Task statement: After locating the line that holds "must be set", transcribe it and each following line to the end of the records, changing nothing and adding nothing.

Data in this exercise:
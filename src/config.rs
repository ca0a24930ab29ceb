use std::{env, fmt::Display, str::FromStr};

use anyhow::Context;
use tracing::{info, warn};

pub const DEFAULT_LOG_FILTER: &str = "campus_rankings=info";

pub struct Config {
    pub database_url: String,
    pub max_connections: u32,
}

impl Config {
    pub fn load() -> anyhow::Result<Self> {
        Ok(Self {
            database_url: env::var("DATABASE_URL")
                .context("DATABASE_URL must be set to a production Postgres instance")?,
            max_connections: try_load("DATABASE_MAX_CONNECTIONS", "5")?,
        })
    }
}

fn try_load<T: FromStr>(key: &str, default: &str) -> anyhow::Result<T>
where
    T::Err: Display,
{
    let raw = env::var(key).unwrap_or_else(|_| {
        info!("{key} not set, using default: {default}");
        default.to_string()
    });

    raw.parse().map_err(|e| {
        warn!("Invalid {key} value: {e}");
        anyhow::anyhow!("invalid {key} value {raw:?}: {e}")
    })
}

Result of the exercise:
                .context("DATABASE_URL must be set to a production Postgres instance")?,
            max_connections: try_load("DATABASE_MAX_CONNECTIONS", "5")?,
        })
    }
}

fn try_load<T: FromStr>(key: &str, default: &str) -> anyhow::Result<T>
where
    T::Err: Display,
{
    let raw = env::var(key).unwrap_or_else(|_| {
        info!("{key} not set, using default: {default}");
        default.to_string()
    });

    raw.parse().map_err(|e| {
        warn!("Invalid {key} value: {e}");
        anyhow::anyhow!("invalid {key} value {raw:?}: {e}")
    })
}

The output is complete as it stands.